Film fasziniert mich schon, seit ich denken kann. Nichts entzieht mich dermassen der Realität und zieht mich in den Bann einer unbekannten Welt, wie dieses Medium. Wenn ich einen ganzen Tag nur etwas machen könnte, dann wäre ein gemütlicher Serien-Binge meine erste Wahl. Vorerst beschränkte sich meine Beziehung mit Film auf die eines Konsumenten. Während meiner Gymnasialzeit kamen einige meiner engen Freunde und ich auf den Geschmack, unsere eigenen Welten und Geschichten auf die Leinwand zu bringen.

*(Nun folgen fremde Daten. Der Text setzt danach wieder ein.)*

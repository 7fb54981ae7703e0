mod filter;
mod freehand;
mod operation;
mod point;
mod raster;
mod select;
mod shape;
mod stroke;
pub(crate) mod transform;

use serde::{Deserialize, Serialize};
use thiserror::Error;

pub use crate::geometry::{Color, PixelRect, Point};
pub use crate::surface::BlendOperator;
pub use filter::FilterKind;
pub use freehand::FreehandTool;
pub use operation::{ShapeStyle, ToolOperation};
pub use point::{FillTool, PickerTool};
pub use raster::Rasterizer;
pub use select::SelectTool;
pub use shape::ShapeTool;
pub use stroke::{StrokeSample, ToolStroke};
pub use transform::FlipAxis;

use crate::surface::{PixelSurface, SurfaceError};

#[derive(Debug, Clone, Copy, PartialEq, Eq, Hash, Serialize, Deserialize)]
#[serde(rename_all = "snake_case")]
pub enum ToolKind {
    Pencil,
    Eraser,
    Highlighter,
    Line,
    Rectangle,
    Ellipse,
    Fill,
    Picker,
    RectSelect,
    FreeSelect,
    ColorSelect,
    Filters,
    Scale,
    Crop,
    Flip,
    Rotate,
}

impl ToolKind {
    pub const ALL: [ToolKind; 16] = [
        Self::Pencil,
        Self::Eraser,
        Self::Highlighter,
        Self::Line,
        Self::Rectangle,
        Self::Ellipse,
        Self::Fill,
        Self::Picker,
        Self::RectSelect,
        Self::FreeSelect,
        Self::ColorSelect,
        Self::Filters,
        Self::Scale,
        Self::Crop,
        Self::Flip,
        Self::Rotate,
    ];

    pub const fn label(self) -> &'static str {
        match self {
            Self::Pencil => "Pencil",
            Self::Eraser => "Eraser",
            Self::Highlighter => "Highlighter",
            Self::Line => "Line",
            Self::Rectangle => "Rectangle",
            Self::Ellipse => "Oval",
            Self::Fill => "Paint",
            Self::Picker => "Color Picker",
            Self::RectSelect => "Rectangle selection",
            Self::FreeSelect => "Free selection",
            Self::ColorSelect => "Color selection",
            Self::Filters => "Filters",
            Self::Scale => "Scale",
            Self::Crop => "Crop",
            Self::Flip => "Flip",
            Self::Rotate => "Rotate",
        }
    }

    /// Whether pointer strokes drive this tool, as opposed to parameters.
    pub const fn is_pointer_driven(self) -> bool {
        !matches!(
            self,
            Self::Filters | Self::Scale | Self::Crop | Self::Flip | Self::Rotate
        )
    }

    /// Whether the tool works on a floating selection instead of settling it.
    pub const fn accepts_selection(self) -> bool {
        matches!(
            self,
            Self::RectSelect
                | Self::FreeSelect
                | Self::ColorSelect
                | Self::Filters
                | Self::Scale
                | Self::Flip
                | Self::Rotate
        )
    }

    pub const fn uses_color(self) -> bool {
        matches!(
            self,
            Self::Pencil
                | Self::Highlighter
                | Self::Line
                | Self::Rectangle
                | Self::Ellipse
                | Self::Fill
        )
    }

    pub const fn uses_operator(self) -> bool {
        matches!(
            self,
            Self::Pencil | Self::Line | Self::Rectangle | Self::Ellipse
        )
    }

    pub const fn is_selection(self) -> bool {
        matches!(self, Self::RectSelect | Self::FreeSelect | Self::ColorSelect)
    }
}

#[derive(Debug, Clone, Copy, PartialEq, Eq)]
pub struct ToolOptions {
    pub main_color: Color,
    pub secondary_color: Color,
    pub thickness: u8,
    pub operator: BlendOperator,
    pub shape_filled: bool,
    pub fill_tolerance: u8,
    pub highlighter_alpha: u8,
    pub selection_mode: crate::selection::SelectionMode,
}

impl Default for ToolOptions {
    fn default() -> Self {
        Self {
            main_color: Color::BLACK,
            secondary_color: Color::WHITE,
            thickness: 5,
            operator: BlendOperator::Over,
            shape_filled: false,
            fill_tolerance: 0,
            highlighter_alpha: 96,
            selection_mode: crate::selection::SelectionMode::Replace,
        }
    }
}

impl ToolOptions {
    pub fn set_main_color(&mut self, color: Color) {
        self.main_color = color;
    }

    pub fn set_secondary_color(&mut self, color: Color) {
        self.secondary_color = color;
    }

    pub fn exchange_colors(&mut self) {
        std::mem::swap(&mut self.main_color, &mut self.secondary_color);
    }

    pub fn set_thickness(&mut self, thickness: u8) {
        self.thickness = thickness.max(1);
    }

    pub fn set_operator(&mut self, operator: BlendOperator) {
        self.operator = operator;
    }

    pub fn set_shape_filled(&mut self, filled: bool) {
        self.shape_filled = filled;
    }

    pub fn set_fill_tolerance(&mut self, tolerance: u8) {
        self.fill_tolerance = tolerance;
    }

    pub fn set_highlighter_alpha(&mut self, alpha: u8) {
        self.highlighter_alpha = alpha.max(1);
    }
}

#[derive(Debug, Clone, PartialEq, Eq, Error)]
pub enum ToolError {
    #[error("stroke has no samples")]
    EmptyStroke,
    #[error("shape has no area")]
    DegenerateShape,
    #[error("point {x},{y} is outside the canvas")]
    OutOfCanvas { x: i32, y: i32 },
    #[error("invalid scale target {width}x{height}")]
    InvalidScale { width: u32, height: u32 },
    #[error("crop rectangle has no area")]
    InvalidCrop,
    #[error("{0:?} is not driven by pointer strokes")]
    NotPointerDriven(ToolKind),
    #[error(transparent)]
    Surface(#[from] SurfaceError),
}

pub type ToolResult<T> = std::result::Result<T, ToolError>;

/// What a finished stroke asks the session to do.
#[derive(Debug, Clone, PartialEq)]
pub enum ToolOutcome {
    Apply(ToolOperation),
    PickColor(Color),
    Nothing,
}

/// Turns a pointer stroke into an outcome. One strategy per family of tools.
pub trait Tool: Send + Sync + std::fmt::Debug {
    fn kind(&self) -> ToolKind;

    fn outcome(
        &self,
        stroke: &ToolStroke,
        options: &ToolOptions,
        surface: &PixelSurface,
    ) -> ToolResult<ToolOutcome>;
}

pub fn strategy_for(kind: ToolKind) -> ToolResult<Box<dyn Tool>> {
    let tool: Box<dyn Tool> = match kind {
        ToolKind::Pencil | ToolKind::Eraser | ToolKind::Highlighter => {
            Box::new(FreehandTool::new(kind))
        }
        ToolKind::Line | ToolKind::Rectangle | ToolKind::Ellipse => Box::new(ShapeTool::new(kind)),
        ToolKind::Fill => Box::new(FillTool),
        ToolKind::Picker => Box::new(PickerTool),
        ToolKind::RectSelect | ToolKind::FreeSelect | ToolKind::ColorSelect => {
            Box::new(SelectTool::new(kind))
        }
        ToolKind::Filters | ToolKind::Scale | ToolKind::Crop | ToolKind::Flip | ToolKind::Rotate => {
            return Err(ToolError::NotPointerDriven(kind));
        }
    };
    Ok(tool)
}

#[cfg(test)]
mod tests {
    use super::*;

    #[test]
    fn pointer_tools_have_strategies_and_others_do_not() {
        for kind in ToolKind::ALL {
            let strategy = strategy_for(kind);
            if kind.is_pointer_driven() {
                assert_eq!(strategy.expect("pointer tool").kind(), kind);
            } else {
                assert_eq!(strategy.unwrap_err(), ToolError::NotPointerDriven(kind));
            }
        }
    }

    #[test]
    fn paint_tools_use_color_and_selection_tools_accept_selection() {
        for kind in [ToolKind::Pencil, ToolKind::Line, ToolKind::Fill] {
            assert!(kind.uses_color(), "{kind:?} should use color");
            assert!(!kind.accepts_selection(), "{kind:?} should not keep selection");
        }
        for kind in [ToolKind::RectSelect, ToolKind::FreeSelect, ToolKind::ColorSelect] {
            assert!(kind.accepts_selection());
            assert!(kind.is_selection());
            assert!(!kind.uses_color());
        }
    }

    #[test]
    fn options_clamp_and_exchange_colors() {
        let mut options = ToolOptions::default();
        options.set_thickness(0);
        assert_eq!(options.thickness, 1);
        options.exchange_colors();
        assert_eq!(options.main_color, Color::WHITE);
        assert_eq!(options.secondary_color, Color::BLACK);
    }

    #[test]
    fn tool_kind_serializes_snake_case() {
        let json = serde_json::to_string(&ToolKind::ColorSelect).expect("serialize");
        assert_eq!(json, "\"color_select\"");
    }
}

Das Entstehenlassen eigener Filme eröffnete für mich eine neue Perspektive auf das Medium – ich konnte nun nicht nur Kreationen anderer wahrnehmen, sondern selbst mit Film kommunizieren. Ausserdem wuchs auch mein Respekt für den Aufwand, der mit einer Filmproduktion einhergeht. Wir drehten bloss Kurzfilme – Welches Engagement ein ganzer Spielfilm benötigt, ist für mich noch immer erstaunlich. Eines aber wusste ich schon zu jener Zeit, nämlich dass mir das Konzept Film Spass macht, ob als Konsument oder Produzent, und so war auch das Endprodukt meiner Maturaarbeit ein Kurzfilm. Ich bereue diese Entscheidung keine Sekunde und so schien für mich naheliegend, dass ich auch für meine Masterarbeit thematisch etwas in diese Richtung wählen würde. Ich wollte diese Gelegenheit nutzen, um das Medium Film auch aus einer wissenschaftlichen Perspektive kennenzulernen und dabei akribisch einen Aspekt eines Filmes zu analysieren. Besonders reizend schien mir an dieser Idee, dass ich Facetten über einen Film erfahren würde, die ich sonst nicht beachtet hätte und die es mir ermöglichen weiter zu denken, als dies beim blossen Unterhaltungskonsum möglich wäre. Auf diesem Gedanken basiert die vorliegende Masterarbeit: Den Interpretationshorizont auf andere Ebenen zu erweitern und schliesslich auch eine Erkenntnis aus dieser Vorgehensweise für den Lehrberuf zu erlangen.